* **AVAILABLE RECORDS**
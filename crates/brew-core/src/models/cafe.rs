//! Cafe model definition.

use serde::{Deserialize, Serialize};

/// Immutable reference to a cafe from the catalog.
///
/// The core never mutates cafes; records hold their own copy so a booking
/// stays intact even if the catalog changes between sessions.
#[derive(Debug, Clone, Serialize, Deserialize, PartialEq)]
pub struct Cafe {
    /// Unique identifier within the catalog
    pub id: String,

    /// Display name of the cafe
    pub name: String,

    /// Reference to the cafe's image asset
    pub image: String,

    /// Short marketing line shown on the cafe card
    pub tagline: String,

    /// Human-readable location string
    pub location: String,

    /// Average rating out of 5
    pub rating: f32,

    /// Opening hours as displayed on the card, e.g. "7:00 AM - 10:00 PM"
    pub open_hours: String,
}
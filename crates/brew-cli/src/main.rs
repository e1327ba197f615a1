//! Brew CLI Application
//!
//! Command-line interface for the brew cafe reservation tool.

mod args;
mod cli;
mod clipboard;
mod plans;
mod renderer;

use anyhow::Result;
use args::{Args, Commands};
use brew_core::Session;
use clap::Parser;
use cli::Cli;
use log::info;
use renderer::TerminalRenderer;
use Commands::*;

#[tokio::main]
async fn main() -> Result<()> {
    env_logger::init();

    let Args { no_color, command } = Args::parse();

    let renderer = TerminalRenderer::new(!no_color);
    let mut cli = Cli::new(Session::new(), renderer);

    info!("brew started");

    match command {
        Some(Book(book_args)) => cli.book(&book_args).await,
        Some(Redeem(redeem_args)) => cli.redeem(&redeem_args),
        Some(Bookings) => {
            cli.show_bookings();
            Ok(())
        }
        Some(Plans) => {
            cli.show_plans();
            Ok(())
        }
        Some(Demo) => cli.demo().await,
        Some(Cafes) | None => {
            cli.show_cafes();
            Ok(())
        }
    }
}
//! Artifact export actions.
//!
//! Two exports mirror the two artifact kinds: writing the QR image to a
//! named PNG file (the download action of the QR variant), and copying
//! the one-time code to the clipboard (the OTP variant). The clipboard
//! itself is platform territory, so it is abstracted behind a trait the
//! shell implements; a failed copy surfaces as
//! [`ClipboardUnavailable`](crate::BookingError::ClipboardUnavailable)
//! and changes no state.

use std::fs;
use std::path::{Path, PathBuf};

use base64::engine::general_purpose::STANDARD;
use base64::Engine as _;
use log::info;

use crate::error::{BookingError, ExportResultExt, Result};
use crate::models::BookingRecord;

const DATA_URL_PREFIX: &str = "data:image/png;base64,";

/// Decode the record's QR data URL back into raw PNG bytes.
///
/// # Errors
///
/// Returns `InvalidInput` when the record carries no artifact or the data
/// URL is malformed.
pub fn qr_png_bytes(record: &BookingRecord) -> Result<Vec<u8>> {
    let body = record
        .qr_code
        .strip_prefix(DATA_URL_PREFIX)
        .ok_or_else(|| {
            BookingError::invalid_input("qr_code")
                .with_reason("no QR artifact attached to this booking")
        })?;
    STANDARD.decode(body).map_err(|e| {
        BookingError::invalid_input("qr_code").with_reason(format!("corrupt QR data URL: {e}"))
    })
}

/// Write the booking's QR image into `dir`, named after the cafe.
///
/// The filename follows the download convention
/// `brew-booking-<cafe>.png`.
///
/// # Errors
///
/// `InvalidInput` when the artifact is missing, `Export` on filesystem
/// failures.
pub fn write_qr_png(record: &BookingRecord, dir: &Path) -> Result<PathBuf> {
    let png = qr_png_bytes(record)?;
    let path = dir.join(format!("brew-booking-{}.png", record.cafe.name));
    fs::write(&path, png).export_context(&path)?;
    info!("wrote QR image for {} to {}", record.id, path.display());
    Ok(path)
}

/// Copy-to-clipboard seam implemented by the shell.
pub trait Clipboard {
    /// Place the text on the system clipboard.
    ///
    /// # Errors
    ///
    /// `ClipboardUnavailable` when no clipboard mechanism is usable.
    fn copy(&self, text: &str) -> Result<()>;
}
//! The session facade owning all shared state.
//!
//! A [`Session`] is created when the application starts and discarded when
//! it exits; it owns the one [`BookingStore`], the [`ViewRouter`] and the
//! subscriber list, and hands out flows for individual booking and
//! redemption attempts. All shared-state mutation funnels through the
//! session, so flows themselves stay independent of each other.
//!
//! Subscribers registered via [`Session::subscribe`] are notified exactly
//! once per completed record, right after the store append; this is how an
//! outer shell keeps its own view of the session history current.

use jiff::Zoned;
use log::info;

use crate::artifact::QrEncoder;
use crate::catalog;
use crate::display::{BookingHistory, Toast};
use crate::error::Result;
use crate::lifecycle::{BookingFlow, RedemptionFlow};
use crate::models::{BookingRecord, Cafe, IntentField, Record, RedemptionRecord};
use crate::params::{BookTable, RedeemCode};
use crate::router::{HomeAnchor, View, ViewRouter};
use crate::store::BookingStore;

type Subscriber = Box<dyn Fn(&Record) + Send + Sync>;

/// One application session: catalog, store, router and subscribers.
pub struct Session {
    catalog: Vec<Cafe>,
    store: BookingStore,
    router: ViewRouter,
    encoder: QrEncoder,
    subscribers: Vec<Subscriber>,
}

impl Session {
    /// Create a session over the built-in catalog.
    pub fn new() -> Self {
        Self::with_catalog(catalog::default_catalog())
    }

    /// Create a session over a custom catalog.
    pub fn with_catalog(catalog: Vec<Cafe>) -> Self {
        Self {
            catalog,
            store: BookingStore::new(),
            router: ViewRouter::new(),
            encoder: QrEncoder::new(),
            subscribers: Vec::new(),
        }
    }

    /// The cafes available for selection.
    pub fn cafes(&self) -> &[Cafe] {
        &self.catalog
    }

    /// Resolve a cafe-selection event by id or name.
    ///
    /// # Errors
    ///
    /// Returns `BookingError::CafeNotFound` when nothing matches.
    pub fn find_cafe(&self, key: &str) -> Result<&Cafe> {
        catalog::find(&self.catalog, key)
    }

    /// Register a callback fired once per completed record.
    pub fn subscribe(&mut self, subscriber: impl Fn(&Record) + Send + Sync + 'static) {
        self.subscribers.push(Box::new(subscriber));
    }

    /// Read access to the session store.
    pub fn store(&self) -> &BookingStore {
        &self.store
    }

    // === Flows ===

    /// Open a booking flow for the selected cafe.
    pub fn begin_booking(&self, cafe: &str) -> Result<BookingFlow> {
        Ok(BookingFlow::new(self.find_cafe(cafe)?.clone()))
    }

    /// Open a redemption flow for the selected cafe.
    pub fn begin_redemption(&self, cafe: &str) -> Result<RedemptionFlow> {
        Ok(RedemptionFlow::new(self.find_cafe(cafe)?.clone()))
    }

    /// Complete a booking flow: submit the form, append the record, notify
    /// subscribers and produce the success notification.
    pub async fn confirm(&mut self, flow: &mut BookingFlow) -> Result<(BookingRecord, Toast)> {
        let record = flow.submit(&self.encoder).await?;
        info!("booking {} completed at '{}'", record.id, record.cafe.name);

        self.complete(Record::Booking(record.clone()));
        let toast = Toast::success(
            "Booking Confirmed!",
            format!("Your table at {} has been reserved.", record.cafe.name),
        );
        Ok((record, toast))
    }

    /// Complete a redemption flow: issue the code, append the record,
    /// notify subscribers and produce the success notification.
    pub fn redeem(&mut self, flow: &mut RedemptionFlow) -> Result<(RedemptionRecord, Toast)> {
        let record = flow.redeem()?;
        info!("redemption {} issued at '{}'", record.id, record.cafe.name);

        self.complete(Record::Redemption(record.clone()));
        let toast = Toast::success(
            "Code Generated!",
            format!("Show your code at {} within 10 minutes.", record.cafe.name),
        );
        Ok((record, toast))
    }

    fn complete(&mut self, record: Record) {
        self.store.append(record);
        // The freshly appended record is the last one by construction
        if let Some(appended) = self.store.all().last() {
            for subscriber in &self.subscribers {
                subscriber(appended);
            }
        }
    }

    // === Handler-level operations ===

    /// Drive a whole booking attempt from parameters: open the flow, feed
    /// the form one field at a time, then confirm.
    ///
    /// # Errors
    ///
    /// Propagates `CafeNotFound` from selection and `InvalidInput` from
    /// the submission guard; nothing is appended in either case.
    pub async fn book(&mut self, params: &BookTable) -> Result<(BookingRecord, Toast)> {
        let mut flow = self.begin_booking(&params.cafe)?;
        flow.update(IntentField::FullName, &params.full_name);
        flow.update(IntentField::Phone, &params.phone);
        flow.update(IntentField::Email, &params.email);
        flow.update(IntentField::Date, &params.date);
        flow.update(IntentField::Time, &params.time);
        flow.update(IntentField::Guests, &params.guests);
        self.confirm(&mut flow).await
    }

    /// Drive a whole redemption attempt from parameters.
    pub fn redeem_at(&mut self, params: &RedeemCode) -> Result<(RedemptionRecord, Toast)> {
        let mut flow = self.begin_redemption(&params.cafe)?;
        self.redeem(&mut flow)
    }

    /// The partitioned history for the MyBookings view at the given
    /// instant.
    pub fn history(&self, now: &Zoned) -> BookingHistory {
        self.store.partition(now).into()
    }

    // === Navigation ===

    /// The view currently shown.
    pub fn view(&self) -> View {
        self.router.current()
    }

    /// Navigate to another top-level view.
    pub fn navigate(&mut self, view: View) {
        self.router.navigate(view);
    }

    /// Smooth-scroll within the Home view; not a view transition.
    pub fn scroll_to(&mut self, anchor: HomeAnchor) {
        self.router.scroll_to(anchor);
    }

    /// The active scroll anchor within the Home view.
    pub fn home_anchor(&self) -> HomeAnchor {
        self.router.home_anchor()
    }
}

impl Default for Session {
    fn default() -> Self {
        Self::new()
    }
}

* **AIM OF THE EXERCISE**
Every line from the start of the material above through the line that contains "changes between sessions." must be written out exactly, with both ends included.

* **OUTPUT OF THE TASK**
filename crates/brew-core/src/models/cafe.rs
//! Cafe model definition.

use serde::{Deserialize, Serialize};

/// Immutable reference to a cafe from the catalog.
///
/// The core never mutates cafes; records hold their own copy so a booking
/// stays intact even if the catalog changes between sessions.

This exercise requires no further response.